== The input

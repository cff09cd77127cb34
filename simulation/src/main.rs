//! 부하 테스트 클라이언트
//!
//! 전체 경로(로그인 → 방 탐색 → 방 접속 → 게임)를 합성 트래픽으로
//! 구동하는 기준 트래픽 생성기입니다. 클라이언트 N개를 동시에 띄우고
//! 각각:
//!
//! 1. 로비에 접속해 `Login`과 `RoomRequest`를 보낸다
//! 2. `LookRoom` 응답에서 방 포트를 파싱한다
//! 3. 방 포트로 접속해 `SpellSelection`을 보내고 `GameStart`를 기다린다
//! 4. 약 1초마다 무작위 행동을 보내며 수신 패킷을 센다
//!
//! 종료 시 클라이언트별/전체 수신 통계를 출력합니다.

use std::time::Duration;

use anyhow::{anyhow, bail, Context, Result};
use clap::Parser;
use rand::Rng;
use tokio::io::{AsyncReadExt, AsyncWriteExt};
use tokio::net::TcpStream;
use tracing::{info, warn};

use shared::protocol::{FrameBuffer, Packet};

/// 부하 테스트 CLI 인자
#[derive(Parser, Debug)]
#[command(author, version, about = "CTF 서버 부하 테스트 클라이언트")]
struct CliArgs {
    /// 동시 클라이언트 수
    #[arg(value_name = "CLIENT_COUNT", default_value_t = 100)]
    client_count: u32,

    /// 로비 서버 포트
    #[arg(value_name = "SERVER_PORT", default_value_t = 8082)]
    server_port: u16,

    /// 로비 서버 IP (SERVER_IP 환경변수가 우선)
    #[arg(value_name = "SERVER_IP", default_value = "127.0.0.1")]
    server_ip: String,

    /// 클라이언트당 행동 전송 시간 (초)
    #[arg(long = "duration", default_value_t = 60)]
    duration_secs: u64,
}

/// 클라이언트 하나의 실행 결과
#[derive(Debug, Default)]
struct ClientReport {
    packets_received: u64,
    actions_sent: u64,
}

#[tokio::main]
async fn main() -> Result<()> {
    let env = std::env::var("ENV").unwrap_or_else(|_| "DEV".to_string());
    shared::logging::init(&env);

    let args = CliArgs::parse();
    let server_ip = std::env::var("SERVER_IP").unwrap_or_else(|_| args.server_ip.clone());
    let lobby_addr = format!("{}:{}", server_ip, args.server_port);
    let duration = Duration::from_secs(args.duration_secs);

    info!(
        "부하 테스트 시작: clients={} lobby={} duration={:?}",
        args.client_count, lobby_addr, duration
    );

    let mut handles = Vec::new();
    for client_id in 0..args.client_count {
        let lobby_addr = lobby_addr.clone();
        let server_ip = server_ip.clone();
        handles.push(tokio::spawn(async move {
            match run_client(client_id, &lobby_addr, &server_ip, duration).await {
                Ok(report) => Some(report),
                Err(e) => {
                    warn!("클라이언트 {} 실패: {:#}", client_id, e);
                    None
                }
            }
        }));
    }

    let mut finished = 0u32;
    let mut total_packets = 0u64;
    let mut total_actions = 0u64;
    for handle in handles {
        if let Ok(Some(report)) = handle.await {
            finished += 1;
            total_packets += report.packets_received;
            total_actions += report.actions_sent;
        }
    }

    info!("=== 부하 테스트 결과 ===");
    info!("완료 클라이언트: {}/{}", finished, args.client_count);
    info!("전송 행동: {}", total_actions);
    info!("수신 패킷: {}", total_packets);
    info!("========================");
    Ok(())
}

/// 클라이언트 하나의 전체 경로 실행
async fn run_client(
    client_id: u32,
    lobby_addr: &str,
    server_ip: &str,
    duration: Duration,
) -> Result<ClientReport> {
    // 1. 로비 접속 + 로그인
    let mut lobby = TcpStream::connect(lobby_addr)
        .await
        .with_context(|| format!("로비 접속 실패: {}", lobby_addr))?;

    let login = Packet::Login {
        username: "testuser".into(),
        password: "testpass".into(),
    };
    lobby.write_all(&login.serialize()).await?;

    let mut buffer = FrameBuffer::new();
    match read_packet(&mut lobby, &mut buffer).await? {
        Packet::Resp { .. } => {}
        other => bail!("로그인 응답이 아님: code={}", other.code()),
    }

    // 2. 방 탐색 (솔로 방)
    let request = Packet::RoomRequest { room_type: 0 };
    lobby.write_all(&request.serialize()).await?;

    let room_port = match read_packet(&mut lobby, &mut buffer).await? {
        Packet::LookRoom {
            success: 0,
            room_addr,
            ..
        } => room_addr
            .trim()
            .parse::<u16>()
            .with_context(|| format!("방 포트 파싱 실패: {room_addr:?}"))?,
        Packet::LookRoom { success, .. } => bail!("방 배정 실패: success={}", success),
        other => bail!("방 탐색 응답이 아님: code={}", other.code()),
    };
    info!("클라이언트 {}: 방 배정됨 port={}", client_id, room_port);

    // 3. 방 접속 + 스펠 선택 + 게임 시작 대기
    let room_addr = format!("{}:{}", server_ip, room_port);
    let mut room = TcpStream::connect(&room_addr)
        .await
        .with_context(|| format!("방 접속 실패: {}", room_addr))?;

    let selection = Packet::SpellSelection {
        spell1: 1,
        spell2: 2,
    };
    room.write_all(&selection.serialize()).await?;

    let mut room_buffer = FrameBuffer::new();
    let mut report = ClientReport::default();
    loop {
        let packet = read_packet(&mut room, &mut room_buffer).await?;
        report.packets_received += 1;
        match packet {
            Packet::GameStart { success: 0 } => break,
            Packet::GameStart { success } => bail!("게임 시작 실패: success={}", success),
            // 시작 전에도 보드 프레임이 올 수 있다.
            _ => {}
        }
    }
    info!("클라이언트 {}: 게임 시작", client_id);

    // 4. 행동 루프: 약 1초마다 무작위 이동, 수신 패킷 집계
    let (mut room_reader, mut room_writer) = room.into_split();
    let mut action_timer = tokio::time::interval(Duration::from_secs(1));
    let deadline = tokio::time::sleep(duration);
    tokio::pin!(deadline);
    let mut read_buf = [0u8; 4096];

    loop {
        tokio::select! {
            _ = &mut deadline => break,
            _ = action_timer.tick() => {
                let action = rand::thread_rng().gen_range(1..=4);
                let packet = Packet::Action { action };
                room_writer.write_all(&packet.serialize()).await?;
                report.actions_sent += 1;
            }
            read = room_reader.read(&mut read_buf) => {
                let n = read.context("방 연결 읽기 실패")?;
                if n == 0 {
                    info!("클라이언트 {}: 방이 연결을 닫음", client_id);
                    break;
                }
                room_buffer.extend(&read_buf[..n]);
                loop {
                    match room_buffer.next_packet() {
                        Ok(Some(packet)) => {
                            report.packets_received += 1;
                            if let Packet::GameClose { code } = packet {
                                info!("클라이언트 {}: 게임 종료 code={}", client_id, code);
                                return Ok(report);
                            }
                        }
                        Ok(None) => break,
                        Err(e) => {
                            warn!("클라이언트 {}: 프로토콜 오류 {}", client_id, e);
                            room_buffer.clear();
                            break;
                        }
                    }
                }
            }
        }
    }

    info!(
        "클라이언트 {}: 종료 (수신 {} / 전송 {})",
        client_id, report.packets_received, report.actions_sent
    );
    Ok(report)
}

/// 완전한 패킷 하나를 읽을 때까지 스트림을 읽습니다.
async fn read_packet(stream: &mut TcpStream, buffer: &mut FrameBuffer) -> Result<Packet> {
    let mut read_buf = [0u8; 4096];
    loop {
        if let Some(packet) = buffer.next_packet().map_err(|e| anyhow!("{e}"))? {
            return Ok(packet);
        }
        let n = stream.read(&mut read_buf).await?;
        if n == 0 {
            bail!("패킷 수신 전에 연결이 닫힘");
        }
        buffer.extend(&read_buf[..n]);
    }
}
#[cfg(test)]
mod tests {
    use super::*;

    fn roundtrip(packet: Packet) {
        let bytes = packet.serialize();
        let (decoded, consumed) = Packet::decode(&bytes).expect("디코드 실패");
        assert_eq!(decoded, packet);
        assert_eq!(consumed, bytes.len());
    }

    #[test]
    fn test_login_roundtrip() {
        roundtrip(Packet::Login {
            username: "user".into(),
            password: "pass".into(),
        });
        roundtrip(Packet::SignIn {
            username: "신규유저".into(),
            password: "비밀번호".into(),
        });
    }

    #[test]
    fn test_resp_wire_bytes() {
        // 인증 성공 응답은 정확히 01 02 01 이어야 한다.
        let bytes = Packet::Resp { success: 1 }.serialize();
        assert_eq!(&bytes[..], &[0x01, 0x02, 0x01]);
    }

    #[test]
    fn test_fixed_size_roundtrips() {
        roundtrip(Packet::Resp { success: 0 });
        roundtrip(Packet::RoomRequest { room_type: 1 });
        roundtrip(Packet::RoomCreate { room_type: 2 });
        roundtrip(Packet::GameStart { success: 0 });
        roundtrip(Packet::Action { action: 5 });
        roundtrip(Packet::GameClose { code: 2 });
        roundtrip(Packet::EndGame { win: 1 });
        roundtrip(Packet::SpellSelection { spell1: 1, spell2: 2 });
        roundtrip(Packet::ShopRequest);
        roundtrip(Packet::PurchaseItem { item_id: 42 });
    }

    #[test]
    fn test_room_join_roundtrip() {
        roundtrip(Packet::RoomJoin {
            room_id: "Ab3Xz".into(),
        });
    }

    #[test]
    fn test_room_id_padding() {
        let bytes = Packet::LookRoom {
            success: 0,
            room_id: String::new(),
            room_addr: "50053".into(),
        }
        .serialize();
        // 빈 방 ID는 공백 5자로 채워진다.
        assert_eq!(&bytes[3..8], b"     ");
        let (decoded, _) = Packet::decode(&bytes).unwrap();
        match decoded {
            Packet::LookRoom {
                success,
                room_id,
                room_addr,
            } => {
                assert_eq!(success, 0);
                assert_eq!(room_id, "     ");
                assert_eq!(room_addr, "50053");
            }
            other => panic!("잘못된 패킷 종류: {other:?}"),
        }
    }

    #[test]
    fn test_board_roundtrip() {
        roundtrip(Packet::Board {
            points: [1, 2],
            health: 100,
            max_health: 120,
            mana: 40,
            max_mana: 50,
            level: 3,
            xp: 250,
            xp_needed: 400,
            encoded: b"0:50|0:50".to_vec(),
        });
    }

    #[test]
    fn test_delta_roundtrip() {
        roundtrip(Packet::Delta {
            tick: 777,
            points: [0, 1],
            deltas: vec![Delta::new(3, 4, 2), Delta::new(3, 5, 0)],
        });
    }

    #[test]
    fn test_shop_response_roundtrip() {
        roundtrip(Packet::ShopResponse {
            health: 120,
            mana: 60,
            attack: 15,
            armor: 8,
            gold: 210,
            inventory: [1, 3, 0, 0, 0, 0],
        });
    }

    #[test]
    fn test_incomplete_does_not_consume() {
        let full = Packet::Login {
            username: "user".into(),
            password: "pass".into(),
        }
        .serialize();
        for cut in 0..full.len() {
            let err = Packet::decode(&full[..cut]).unwrap_err();
            assert!(matches!(err, ProtocolError::Incomplete), "cut={cut}");
        }
    }

    #[test]
    fn test_bad_version_is_fatal() {
        let err = Packet::decode(&[2, 0, 0]).unwrap_err();
        assert!(matches!(err, ProtocolError::BadVersion(2)));
        assert!(err.is_fatal());
    }

    #[test]
    fn test_unknown_code_is_fatal() {
        let err = Packet::decode(&[1, 99, 0]).unwrap_err();
        assert!(matches!(err, ProtocolError::UnknownCode(99)));
        assert!(err.is_fatal());
    }
}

====

Task item:
The required answer is the run of lines above, starting at the line with "let lobby_addr = lobby_addr.clone();" and ending at the line with "for handle in", reproduced exactly with both ends.

Output of the task:
        let lobby_addr = lobby_addr.clone();
        let server_ip = server_ip.clone();
        handles.push(tokio::spawn(async move {
            match run_client(client_id, &lobby_addr, &server_ip, duration).await {
                Ok(report) => Some(report),
                Err(e) => {
                    warn!("클라이언트 {} 실패: {:#}", client_id, e);
                    None
                }
            }
        }));
    }

    let mut finished = 0u32;
    let mut total_packets = 0u64;
    let mut total_actions = 0u64;
    for handle in handles {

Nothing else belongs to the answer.